Jon and Kate - Are they good enough parents for TV?
Filed under: Behaving Badly, That's Entertainment, Sex
I'm not especially into watching Jon and Kate plus Eight, the show that chronicles the parenting adventures of a couple with twins and sextuplets, but my wife likes to catch it. I've never been a big fan of Kate, the wife and mother; I feel that she is too obsessive and doesn't treat Jon, her husband particularly well. If you've never seen the show, there are a whole lot of clips available for viewing online.I find it difficult to comprehend how she can deprive her kids of the joy of coloring with markers or eating ice cream or, heck, all the myriad ways kids can have fun getting dirty, simply because she likes things clean. In fact, it seems like her kids are missing out on a lot because of her obsessive nature. My kids regularly come home from school or summer camp looking like they've been allergic to soap and water their whole lives. It's one way to tell they've had a whole mess of fun.

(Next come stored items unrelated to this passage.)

// src/web/mod.rs

pub mod handlers;
pub mod types;

pub use types::*;

use anyhow::Result;
use rocket::fairing::{Fairing, Info, Kind};
use rocket::http::{Header, Status};
use rocket::response::status::Custom;
use rocket::serde::json::Json;
use rocket::{catchers, get, options, post, routes, Request, Response, State};
use std::sync::Arc;
use tracing::info;

use crate::hunting::Pipeline;
use crate::types::HuntSummary;

// CORS Fairing
pub struct Cors;

#[rocket::async_trait]
impl Fairing for Cors {
    fn info(&self) -> Info {
        Info {
            name: "Add CORS headers to responses",
            kind: Kind::Response,
        }
    }

    async fn on_response<'r>(&self, _request: &'r Request<'_>, response: &mut Response<'r>) {
        response.set_header(Header::new("Access-Control-Allow-Origin", "*"));
        response.set_header(Header::new("Access-Control-Allow-Methods", "GET, POST, OPTIONS"));
        response.set_header(Header::new(
            "Access-Control-Allow-Headers",
            "Content-Type, Authorization",
        ));
    }
}

#[get("/options")]
pub async fn get_options(state: &State<HunterState>) -> Json<OptionsResponse> {
    handlers::get_options_handler(state).await
}

#[get("/resume")]
pub async fn get_resume(state: &State<HunterState>) -> Json<ResumeResponse> {
    handlers::get_resume_handler(state).await
}

#[post("/resume", data = "<request>")]
pub async fn save_resume(
    request: Json<ResumeRequest>,
    state: &State<HunterState>,
) -> Json<ActionResponse> {
    handlers::save_resume_handler(request, state).await
}

#[post("/memory/clear")]
pub async fn clear_memory(
    state: &State<HunterState>,
) -> Result<Json<ActionResponse>, Custom<Json<StandardErrorResponse>>> {
    handlers::clear_memory_handler(state).await
}

#[post("/hunt", data = "<request>")]
pub async fn hunt(
    request: Json<HuntRequest>,
    state: &State<HunterState>,
) -> Result<Json<HuntSummary>, Custom<Json<StandardErrorResponse>>> {
    handlers::hunt_handler(request, state).await
}

#[get("/health")]
pub async fn health(state: &State<HunterState>) -> Json<HealthResponse> {
    handlers::health_handler(state).await
}

#[options("/<_..>")]
pub async fn options() -> Status {
    Status::Ok
}

// Error catchers
#[rocket::catch(400)]
pub fn bad_request() -> Json<StandardErrorResponse> {
    Json(StandardErrorResponse::new(
        "Invalid request format".to_string(),
        "BAD_REQUEST",
        vec![
            "Check your request JSON format".to_string(),
            "Verify all required fields are present".to_string(),
        ],
    ))
}

#[rocket::catch(422)]
pub fn unprocessable() -> Json<StandardErrorResponse> {
    Json(StandardErrorResponse::new(
        "Request body could not be parsed".to_string(),
        "BAD_REQUEST",
        vec!["Send a JSON object with string fields".to_string()],
    ))
}

#[rocket::catch(500)]
pub fn internal_error() -> Json<StandardErrorResponse> {
    Json(StandardErrorResponse::new(
        "Internal server error".to_string(),
        "INTERNAL_ERROR",
        vec!["Try again in a few moments".to_string()],
    ))
}

pub fn build_rocket(pipeline: Arc<Pipeline>, port: u16) -> rocket::Rocket<rocket::Build> {
    let figment = rocket::Config::figment()
        .merge(("port", port))
        .merge(("address", "0.0.0.0"));

    rocket::custom(figment)
        .attach(Cors)
        .manage(HunterState::new(pipeline))
        .register("/api", catchers![bad_request, unprocessable, internal_error])
        .mount(
            "/api",
            routes![
                get_options,
                get_resume,
                save_resume,
                clear_memory,
                hunt,
                health,
                options,
            ],
        )
}

/// Serve the API until shutdown
pub async fn start_web_server(pipeline: Arc<Pipeline>, port: u16) -> Result<()> {
    info!("Starting job hunter API on http://0.0.0.0:{}", port);

    let _rocket = build_rocket(pipeline, port)
        .launch()
        .await
        .map_err(|e| anyhow::anyhow!("Rocket failed: {}", e))?;

    info!("Job hunter API stopped");
    Ok(())
}
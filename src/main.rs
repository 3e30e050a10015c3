use anyhow::Result;
use clap::Parser;
use std::path::Path;
use std::sync::Arc;
use tracing::{error, info};

use job_hunter::cli::{handle_hunt_command, handle_memory_command, Cli, Command};
use job_hunter::core::{ConfigManager, Database, FsOps};
use job_hunter::environment::EnvironmentConfig;
use job_hunter::hunting::SeenStore;
use job_hunter::{build_pipeline, start_web_server};

use tracing::Subscriber;
use tracing_subscriber::fmt::MakeWriter;
use tracing_subscriber::layer::SubscriberExt;
use tracing_subscriber::util::SubscriberInitExt;
use tracing_subscriber::{fmt, reload, EnvFilter, Layer, Registry};

type FileLayer = Option<Box<dyn Layer<Registry> + Send + Sync>>;
type LogFileHandle = reload::Handle<FileLayer, Registry>;

fn default_filter() -> EnvFilter {
    EnvFilter::try_from_default_env().unwrap_or_else(|_| {
        EnvFilter::new("job_hunter=info,headhunter=info,rocket::server=off")
    })
}

/// Console logging is live immediately; the JSON file layer is attached once config is known
fn logging_stack<W>(
    filter: EnvFilter,
    console: W,
) -> (impl Subscriber + Send + Sync + 'static, LogFileHandle)
where
    W: for<'w> MakeWriter<'w> + Send + Sync + 'static,
{
    let (file_layer, handle) = reload::Layer::new(FileLayer::None);

    let subscriber = tracing_subscriber::registry()
        .with(file_layer)
        .with(filter)
        .with(fmt::layer().with_writer(console));

    (subscriber, handle)
}

fn attach_log_file(handle: &LogFileHandle, log_file: &Path) -> Result<()> {
    let layer = fmt::layer()
        .json()
        .with_writer(FsOps::create_log_file(log_file)?)
        .with_current_span(false)
        .with_span_list(false)
        .boxed();

    handle
        .reload(Some(layer))
        .map_err(|e| anyhow::anyhow!("Failed to attach log file {}: {}", log_file.display(), e))?;

    info!("Logging to {}", log_file.display());
    Ok(())
}

#[tokio::main]
async fn main() -> Result<()> {
    dotenvy::dotenv().ok();

    let cli = Cli::parse();

    let (subscriber, log_file_handle) = logging_stack(default_filter(), std::io::stderr);
    subscriber.init();

    let config = ConfigManager::load(&cli.config)?;
    if let Some(log_file) = config.environment.log_file.as_deref() {
        attach_log_file(&log_file_handle, log_file)?;
    }

    info!("Environment: {}", EnvironmentConfig::get_environment());

    let database = if cli.ephemeral {
        info!("Using in-memory job memory");
        Database::in_memory().await?
    } else {
        config.ensure_directories().await?;
        info!("Database: {}", config.environment.database_path.display());
        Database::new(&config.environment.database_path).await?
    };
    database.health_check().await?;

    let store: Arc<dyn SeenStore> = Arc::new(database.seen_jobs());

    let outcome = match cli.command() {
        Command::Serve { port } => match build_pipeline(&config, store) {
            Ok(pipeline) => {
                let port = port.unwrap_or(config.service.port);
                start_web_server(Arc::new(pipeline), port).await
            }
            Err(e) => Err(e),
        },
        Command::Hunt(args) => match build_pipeline(&config, store) {
            Ok(pipeline) => handle_hunt_command(&pipeline, &args).await,
            Err(e) => Err(e),
        },
        Command::Memory { action } => handle_memory_command(store, &action).await,
    };

    if let Err(e) = &outcome {
        error!("{:#}", e);
    }

    database.close().await;
    outcome
}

I can certainly understand phobias and fetishes; I know I have my fair share. The problem is, she's a parent now. She can't afford the luxury of having to have everything clean and tidy -- the kids' happiness and nurturing takes precedence. She needs to put her problems on the back burner and let her kids take center stage now. In twenty years or so, when the kids leave home, she can go back to being obsessive and dysfunctional.
Well, it seems I'm not alone in my distaste for Kate. In fact, one woman feels even more strongly about it and isn't afraid to say so. She has even suggested that perhaps the show should be cancelled, at least until Kate gets some help with "her multitude of issues."
Her reason -- Kate's incessant berating and belittling of Jon. Is he an abused husband? I'm not exactly sure, but he's certainly not treated all that well. The author, Tammy G, cites an incident at Toys R Us as an example. Kate hollers at Jon across the store and he ends up leaving in embarrassment. I'm not sure I would stand for such treatment either.
I know that Kate's physical abuse of Jon is not something I would stand for; I'm afraid that if my wife slapped me the way that and as often as Kate slaps Jon, someone would end up getting hurt. Not only is physical violence unnecessary and inappropriate, it sets a very bad example for the kids. And as if that weren't enough, when asked about the slapping, Kate actually blamed Jon for it.
Tammy G suggests that Jon and Kate are not good role models and offers up the Duggars instead. It seems to me, however, that not everything on television needs to be an example of how we should be; sometimes television can shows us how not to be. Perhaps that is the lesson we can learn from Jon and Kate -- how not to treat a spouse and kids.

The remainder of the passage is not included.